Signals Midwest
At This Age
(Tiny Engines)
What has always awed listeners with Signals Midwest is their larger than life hooks, embedding more than just vocal lines, guitar lines or harmonies into a song. Instead, they find ways to make everything assemble together and ring unanimously. At This Age finds the veterans of the modern emo/punk scene still kicking with a pulse, albeit it one that is energetic even while succumbing to the realization of time.
“I should have been a painter, I should have found a way to live a little better,” Max Stern cries out on “Should Have Been A Painter.” That tone sets through with the record and with a lot of the genre’s releases as of late. It’s become more of a narrative of questioning everything it is that one is doing to continue this life. It’s on the new PUP record, Into It. Over It. release (side note, Evan Weiss produced this record) and many other of the bands thriving around as of late. There’s the need to evolve but with that, what comes with that? Does evolution necessarily have to involve ‘growing up’ and ditching the love and passion found within the years of music? With each record just mentioned, the narrative becomes the story of triumph, and then there’s the rock solid record to prove it.
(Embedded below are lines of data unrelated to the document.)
//! Bracket narrowing for the double staircase.
//!
//! A condition keeps two nested brackets around its indifference point. The
//! upper pair (`tmin`, `tmax`) tracks offers the subject took instead of the
//! standard; the lower pair (`bmin`, `bmax`) tracks offers the subject passed
//! over. Each choice moves exactly one of the six boundaries described on
//! [`BracketBranch`], and the condition resolves once `tmax - bmax` falls to
//! the convergence threshold.
//!
//! Boundary comparisons are deliberately asymmetric (`<` against `bmin`,
//! `<=` against `tmin` for variable choices; `<` against both for standard
//! choices). Changing any of them changes which branch fires on exact
//! boundary offers.

use serde::{Deserialize, Serialize};
use std::fmt;
use tracing::{debug, info, warn};

use crate::domain::errors::{DomainResult, TitrationError};
use crate::domain::models::{ChoiceOption, Condition};

/// Which boundary a choice moved
#[derive(Debug, Clone, Copy, PartialEq, Eq, Serialize, Deserialize)]
#[serde(rename_all = "snake_case")]
pub enum BracketBranch {
    /// Variable chosen below `bmin`: `bmax = 0`, `bmin = offer`
    LowerFloorReset,
    /// Variable chosen in `[bmin, tmin]`: `tmax = tmin`, `tmin = offer`
    UpperTightened,
    /// Variable chosen above `tmin`: `tmax = offer`
    UpperLoosened,
    /// Standard chosen above `tmin`: `tmax = standard`, `tmin = offer`
    UpperReset,
    /// Standard chosen in `(bmin, tmin]`: `bmax = bmin`, `bmin = offer`
    LowerTightened,
    /// Standard chosen at or below `bmin`: `bmax = offer`
    LowerLoosened,
}

impl fmt::Display for BracketBranch {
    fn fmt(&self, f: &mut fmt::Formatter<'_>) -> fmt::Result {
        let name = match self {
            Self::LowerFloorReset => "lower_floor_reset",
            Self::UpperTightened => "upper_tightened",
            Self::UpperLoosened => "upper_loosened",
            Self::UpperReset => "upper_reset",
            Self::LowerTightened => "lower_tightened",
            Self::LowerLoosened => "lower_loosened",
        };
        write!(f, "{name}")
    }
}

/// Effect of one [`BracketUpdater::apply_choice`] call
#[derive(Debug, Clone, Copy, PartialEq, Eq, Serialize, Deserialize)]
#[serde(tag = "outcome", rename_all = "snake_case")]
pub enum BracketUpdate {
    Applied {
        branch: BracketBranch,
        converged: bool,
    },
    /// The condition already had an indifference point; nothing changed
    AlreadyResolved,
}

impl BracketUpdate {
    pub const fn converged(&self) -> bool {
        matches!(self, Self::Applied { converged: true, .. })
    }
}

/// Applies subject choices to condition brackets
#[derive(Debug, Clone, Copy)]
pub struct BracketUpdater {
    standard_amount: u32,
    convergence_threshold: u32,
}

impl BracketUpdater {
    pub const fn new(standard_amount: u32, convergence_threshold: u32) -> Self {
        Self {
            standard_amount,
            convergence_threshold,
        }
    }

    pub const fn convergence_threshold(&self) -> u32 {
        self.convergence_threshold
    }

    /// Narrow `condition`'s bracket after the subject chose `chosen` over an
    /// offer of `offered`
    ///
    /// Resolved conditions are left untouched and reported as
    /// [`BracketUpdate::AlreadyResolved`].
    ///
    /// # Errors
    ///
    /// * [`TitrationError::FillerNotScorable`] for the filler condition
    /// * [`TitrationError::OfferOutsideBracket`] if `offered` is not in
    ///   `[bmax, tmax]`
    ///
    /// Neither error mutates the condition.
    pub fn apply_choice(
        &self,
        condition: &mut Condition,
        chosen: ChoiceOption,
        offered: u32,
    ) -> DomainResult<BracketUpdate> {
        if condition.kind.is_filler() {
            return Err(TitrationError::FillerNotScorable(condition.id.clone()));
        }

        if let Some(ip) = condition.indifference_point {
            warn!(
                condition_id = %condition.id,
                indifference_point = ip,
                offered,
                "choice applied to resolved condition; ignoring"
            );
            return Ok(BracketUpdate::AlreadyResolved);
        }

        if offered < condition.bmax || offered > condition.tmax {
            return Err(TitrationError::OfferOutsideBracket {
                condition_id: condition.id.clone(),
                offered,
                bmax: condition.bmax,
                tmax: condition.tmax,
            });
        }

        let branch = match chosen {
            ChoiceOption::Variable => {
                if offered < condition.bmin {
                    condition.bmax = 0;
                    condition.bmin = offered;
                    BracketBranch::LowerFloorReset
                } else if offered <= condition.tmin {
                    condition.tmax = condition.tmin;
                    condition.tmin = offered;
                    BracketBranch::UpperTightened
                } else {
                    condition.tmax = offered;
                    BracketBranch::UpperLoosened
                }
            }
            ChoiceOption::Standard => {
                if condition.tmin < offered {
                    condition.tmax = self.standard_amount;
                    condition.tmin = offered;
                    BracketBranch::UpperReset
                } else if condition.bmin < offered {
                    condition.bmax = condition.bmin;
                    condition.bmin = offered;
                    BracketBranch::LowerTightened
                } else {
                    condition.bmax = offered;
                    BracketBranch::LowerLoosened
                }
            }
        };

        condition.trials_completed += 1;

        let converged = condition.bracket_width() <= self.convergence_threshold;
        if converged {
            condition.indifference_point = Some(offered);
            info!(
                condition_id = %condition.id,
                indifference_point = offered,
                trials = condition.trials_completed,
                "condition resolved"
            );
        }

        debug!(
            condition_id = %condition.id,
            %chosen,
            offered,
            %branch,
            tmin = condition.tmin,
            tmax = condition.tmax,
            bmin = condition.bmin,
            bmax = condition.bmax,
            "bracket updated"
        );

        Ok(BracketUpdate::Applied { branch, converged })
    }

    /// Parse a runner label and apply it
    ///
    /// An unrecognised label is logged and returned as
    /// [`TitrationError::InvalidResponse`] before the condition is touched.
    pub fn apply_label(
        &self,
        condition: &mut Condition,
        label: &str,
        offered: u32,
    ) -> DomainResult<BracketUpdate> {
        let chosen = ChoiceOption::from_label(label).inspect_err(|err| {
            warn!(condition_id = %condition.id, label, error = %err, "rejected response");
        })?;
        self.apply_choice(condition, chosen, offered)
    }
}

#[cfg(test)]
mod tests {
    use super::*;
    use crate::domain::models::ConditionKind;

    const STANDARD: u32 = 1000;
    const STEP: u32 = 50;

    fn updater() -> BracketUpdater {
        BracketUpdater::new(STANDARD, STEP)
    }

    fn fresh() -> Condition {
        Condition::new("t1", ConditionKind::TemporalDelay { delay_days: 30 }, STANDARD)
    }

    fn with_bracket(bmax: u32, bmin: u32, tmin: u32, tmax: u32) -> Condition {
        let mut c = fresh();
        c.bmax = bmax;
        c.bmin = bmin;
        c.tmin = tmin;
        c.tmax = tmax;
        c
    }

    fn bracket(c: &Condition) -> (u32, u32, u32, u32) {
        (c.bmax, c.bmin, c.tmin, c.tmax)
    }

    #[test]
    fn test_variable_below_bmin_resets_floor() {
        let mut c = with_bracket(300, 400, 800, 900);
        let update = updater().apply_choice(&mut c, ChoiceOption::Variable, 350).unwrap();

        assert_eq!(
            update,
            BracketUpdate::Applied {
                branch: BracketBranch::LowerFloorReset,
                converged: false
            }
        );
        assert_eq!(bracket(&c), (0, 350, 800, 900));
    }

    #[test]
    fn test_variable_at_bmin_tightens_upper() {
        let mut c = with_bracket(300, 400, 800, 900);
        let update = updater().apply_choice(&mut c, ChoiceOption::Variable, 400).unwrap();

        assert!(matches!(
            update,
            BracketUpdate::Applied {
                branch: BracketBranch::UpperTightened,
                ..
            }
        ));
        assert_eq!(bracket(&c), (300, 400, 400, 800));
    }

    #[test]
    fn test_variable_at_tmin_tightens_upper() {
        let mut c = with_bracket(300, 400, 800, 900);
        updater().apply_choice(&mut c, ChoiceOption::Variable, 800).unwrap();
        assert_eq!(bracket(&c), (300, 400, 800, 800));
    }

    #[test]
    fn test_variable_above_tmin_loosens_upper() {
        let mut c = with_bracket(300, 400, 800, 900);
        let update = updater().apply_choice(&mut c, ChoiceOption::Variable, 850).unwrap();

        assert!(matches!(
            update,
            BracketUpdate::Applied {
                branch: BracketBranch::UpperLoosened,
                ..
            }
        ));
        assert_eq!(bracket(&c), (300, 400, 800, 850));
    }

    #[test]
    fn test_standard_above_tmin_resets_upper() {
        let mut c = with_bracket(300, 400, 800, 900);
        let update = updater().apply_choice(&mut c, ChoiceOption::Standard, 850).unwrap();

        assert!(matches!(
            update,
            BracketUpdate::Applied {
                branch: BracketBranch::UpperReset,
                ..
            }
        ));
        assert_eq!(bracket(&c), (300, 400, 850, STANDARD));
    }

    #[test]
    fn test_standard_at_tmin_tightens_lower() {
        let mut c = with_bracket(300, 400, 800, 900);
        let update = updater().apply_choice(&mut c, ChoiceOption::Standard, 800).unwrap();

        assert!(matches!(
            update,
            BracketUpdate::Applied {
                branch: BracketBranch::LowerTightened,
                ..
            }
        ));
        assert_eq!(bracket(&c), (400, 800, 800, 900));
    }

    #[test]
    fn test_standard_at_bmin_loosens_lower() {
        let mut c = with_bracket(300, 400, 800, 900);
        let update = updater().apply_choice(&mut c, ChoiceOption::Standard, 400).unwrap();

        assert!(matches!(
            update,
            BracketUpdate::Applied {
                branch: BracketBranch::LowerLoosened,
                ..
            }
        ));
        assert_eq!(bracket(&c), (400, 400, 800, 900));
    }

    #[test]
    fn test_always_standard_walkthrough() {
        // standard 1000, step 50, subject always takes the standard
        let updater = updater();
        let mut c = fresh();

        updater.apply_choice(&mut c, ChoiceOption::Standard, 550).unwrap();
        assert_eq!(bracket(&c), (0, 550, 1000, 1000));

        updater.apply_choice(&mut c, ChoiceOption::Standard, 800).unwrap();
        assert_eq!(bracket(&c), (550, 800, 1000, 1000));
        assert!(!c.is_resolved());

        updater.apply_choice(&mut c, ChoiceOption::Standard, 950).unwrap();
        assert_eq!(bracket(&c), (800, 950, 1000, 1000));
        assert!(!c.is_resolved());

        let update = updater.apply_choice(&mut c, ChoiceOption::Standard, 1000).unwrap();
        assert!(update.converged());
        assert_eq!(bracket(&c), (950, 1000, 1000, 1000));
        assert_eq!(c.indifference_point, Some(1000));
        assert_eq!(c.trials_completed, 4);
    }

    #[test]
    fn test_convergence_sets_ip_to_last_offer() {
        let mut c = with_bracket(400, 450, 500, 550);
        let update = updater().apply_choice(&mut c, ChoiceOption::Standard, 500).unwrap();
        // bmax = 450, tmax = 550: still 100 wide
        assert!(!update.converged());
        assert_eq!(c.indifference_point, None);

        let mut c = with_bracket(400, 450, 500, 500);
        let update = updater().apply_choice(&mut c, ChoiceOption::Standard, 480).unwrap();
        assert!(update.converged());
        assert_eq!(bracket(&c), (450, 480, 500, 500));
        assert_eq!(c.indifference_point, Some(480));
    }

    #[test]
    fn test_convergence_boundary_is_inclusive() {
        let mut c = with_bracket(450, 450, 500, 550);
        let update = updater().apply_choice(&mut c, ChoiceOption::Variable, 500).unwrap();
        // tmax = 500, bmax = 450: width exactly the threshold
        assert!(update.converged());
        assert_eq!(c.indifference_point, Some(500));
    }

    #[test]
    fn test_resolved_condition_is_left_alone() {
        let mut c = with_bracket(450, 450, 500, 500);
        c.indifference_point = Some(480);
        let before = c.clone();

        let update = updater().apply_choice(&mut c, ChoiceOption::Variable, 450).unwrap();
        assert_eq!(update, BracketUpdate::AlreadyResolved);
        assert_eq!(c, before);
    }

    #[test]
    fn test_offer_outside_bracket_rejected() {
        let mut c = with_bracket(300, 400, 800, 900);
        let before = c.clone();

        let err = updater().apply_choice(&mut c, ChoiceOption::Variable, 950).unwrap_err();
        assert!(matches!(err, TitrationError::OfferOutsideBracket { offered: 950, .. }));
        let err = updater().apply_choice(&mut c, ChoiceOption::Standard, 250).unwrap_err();
        assert!(matches!(err, TitrationError::OfferOutsideBracket { offered: 250, .. }));
        assert_eq!(c, before);
    }

    #[test]
    fn test_filler_rejected() {
        let mut filler = Condition::new("filler", ConditionKind::Filler, STANDARD);
        let err = updater().apply_choice(&mut filler, ChoiceOption::Variable, 500).unwrap_err();
        assert_eq!(err, TitrationError::FillerNotScorable("filler".to_string()));
        assert_eq!(filler.trials_completed, 0);
    }

    #[test]
    fn test_invalid_label_does_not_mutate() {
        let mut c = with_bracket(300, 400, 800, 900);
        let before = c.clone();

        let err = updater().apply_label(&mut c, "maybe", 500).unwrap_err();
        assert!(matches!(err, TitrationError::InvalidResponse { .. }));
        assert_eq!(c, before);
    }

    #[test]
    fn test_apply_label_maps_a_and_b() {
        let mut c = fresh();
        updater().apply_label(&mut c, "B", 500).unwrap();
        assert_eq!(bracket(&c), (0, 500, 1000, 1000));

        updater().apply_label(&mut c, "a", 700).unwrap();
        assert_eq!(bracket(&c), (0, 500, 700, 1000));
    }
}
Signals Midwest decided to push past all the uncertainty with At This Age, crafting a raw release a half hour long. The guitars across the record are distorted — maybe more of a light crunch — and form the solid framework of edge the band was looking for. At times the band can drop off completely into a spacey twirl, like the gorgeous build of “Alchemy Hour.” It’s moments like this where it shows the prowess of songwriting of eight year veterans. Couple these moments with explosive drum work and each song has massive appeal, helped further by Stern’s rough vocal deliveries, finding catchy anthems to fly with.
Then there are the songs where all of Stern’s emotions crumble in the lyrics, like the hefty closer “Song For Ana.” It finds Stern on the edge, testing the scale of the breaking point, guided along by drums that hit hard enough to collapse the mountain we are all trying to climb. As the song reaches it’s climax the guitars break through the walls of emotion with their own orchestrated motifs, echoing behind Stern’s fall. It’s a song that shows Signals Midwest in the light that should always be shined upon them, not from behind the door but illuminating an entire house.
There’s one song that seems to not cackle with energy, “Who I Was Before We Met.” It’s acoustic, intimate and a personal reflection from Stern. It’s also a song that calls back the refrain of “West Side Summer,” which in itself is one of the catchiest songs across the record. Details like these help tie the records ends together, wrapping it in a neat bow on top of a perfect gift, which At This Age is.